Open dabernie opened 2 years ago
electrocucaracha
commented
2 years ago Agree, supporting multiple networks per Pod is still relevant. It was started a discussion about this topic before but I don't think we have created a best practice or use case for it.
dabernie
commented
2 years ago Thanks @electrocucaracha I remember this one but forgot it never ended with some recommendations, call to arms or actions, lets revive it
dabernie
commented
2 years ago Ok, I re-read the above mentioned thread and out of it I can extract 4 main threads
a) A lack of abstracted API structure to clearly define network configurations and attachments beyond standard CNIs.
b) There was a notion of post deployment interfaces in a POD, but if we go truly cloud-native with immutability, what would be the use case to create post deployment, on the fly network attachments. Normally, at creation an app owner already knows where it needs to attach its workload.
c) Exotic protocols, acceleration or specific device drivers would also be a trigger.
d) Because for ages (PNFs, VNFs, now CNFs) we have been used to a model.
electrocucaracha
commented
2 years ago b) There was a notion of post deployment interfaces in a POD, but if we go truly cloud-native with immutability, what would be the use case to create post deployment, on the fly network attachments. Normally, at creation an app owner already knows where it needs to attach its workload.
Regarding this point, if I understand correctly there are two different approaches:
dabernie
commented
2 years ago Yes but what post on-boarding ? in a normal Kubernetes POD when do we change the networking requirements post deployment ? basic immutability would have you restart with the refreshed specs
electrocucaracha
commented
2 years ago I have created this draft for starting the discussion about this topic. All comments and feedback are welcome.
tomkivlin
commented
2 years ago On hold as SIG Network are discussing how to standardise the API for all implementations of a multi-interface network plugin.
electrocucaracha
commented
1 year ago These are the efforts made by the Kubernetes community related to this topic:
iawells
commented
1 year ago I happened to see this ping earlier and I thought I'd add a comment or two to see if it helps. I was looking at the comments on dynamically changing the interfaces.
I want you to think about 'resources' (a loaded word) in two types:
One: a network address somewhere else in the network (not necessarily in k8s). I can produce a network address out of thin air at any time; any other service can hand an address and say 'here you go'. NSM is a bit like this, in that it can produce pipes that will spit and receive packets at any point in time. This kind of 'resource' is not immutable, obviously.

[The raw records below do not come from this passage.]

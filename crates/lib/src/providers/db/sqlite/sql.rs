//! # SQLite Schema
//!
//! Centralizes the table-creation SQL so schema setup stays in one place and
//! is idempotent across application startups.

/// All statements required to bring a fresh database up to the current schema.
pub const ALL_TABLE_CREATION_SQL: &[&str] = &[
    "CREATE TABLE IF NOT EXISTS conversations (
        id TEXT PRIMARY KEY,
        title TEXT NOT NULL,
        created_at TEXT NOT NULL,
        updated_at TEXT NOT NULL,
        metadata TEXT
    );",
    "CREATE TABLE IF NOT EXISTS conversation_messages (
        id TEXT PRIMARY KEY,
        conversation_id TEXT NOT NULL,
        role TEXT NOT NULL,
        content TEXT NOT NULL,
        sequence INTEGER NOT NULL,
        created_at TEXT NOT NULL,
        UNIQUE (conversation_id, sequence)
    );",
    "CREATE INDEX IF NOT EXISTS idx_messages_conversation
        ON conversation_messages (conversation_id);",
    "CREATE TABLE IF NOT EXISTS documents (
        id TEXT PRIMARY KEY,
        file_name TEXT NOT NULL,
        file_size INTEGER NOT NULL,
        file_type TEXT NOT NULL,
        file_hash TEXT NOT NULL UNIQUE,
        status TEXT NOT NULL DEFAULT 'enabled',
        upload_time TEXT NOT NULL
    );",
    "CREATE TABLE IF NOT EXISTS disabled_documents (
        document_id TEXT PRIMARY KEY
    );",
];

Two: a CNI network interface provided by k8s. One (originally) or a fixed number (Multus, DANM) are given to a pod, and it is not changeable without recreating the pod. This is arguably not because the CNI interface itself is immutable; it's because it's listed in the pod config, and that is immutable. Pods are made to be created and destroyed, not changed on the fly in this way, because if you can change a pod the whole question of orchestrating the parts of an app becomes 1000% more complicated.
To use cases, are there use cases that require giving a CNF a new interface it didn't originally have? Do we have them noted down? I don't recall this being a major concern with VNFs, so am I missing something or is this a new ask? If it's a new ask, is it high or low priority for CNFs and their users?
To technology, given CNF != pod, are there ways using container start/stop that a CNF could use to consume a new interface that it didn't have, even if a given existing pod cannot take on that network interface (that is, for instance, restarting a pod within the broader application in such a way that service is not disrupted)? Does it have so many shortcomings that it doesn't deliver on the use case?
The answers to those determine whether your packet-based interfaces required for CNFs are part of a pod's immutable config or dynamically requested and consumed by the application. The only thing I'll say to that is that it is possible to make these interfaces on demand and pass them around, even if it' isn't what we currently do, and you shouldn't rule out options that require it.
I believe it is long overdue to have a clear documented understanding behind the requirements for multiple interfaces within a cloud-native network function, independent from the fact that technical implementations already exist to support them.
Is multi-interface required for :
a) traffic segmentation b) isolation, security c) performance d) hardware dependencies e) because this is how we did PNF, VNFs f) all of the above
Understanding the real justification behind this will help better understand how CNFs and infrastructure might be evolving and potential simplification (ie avoiding too much toil).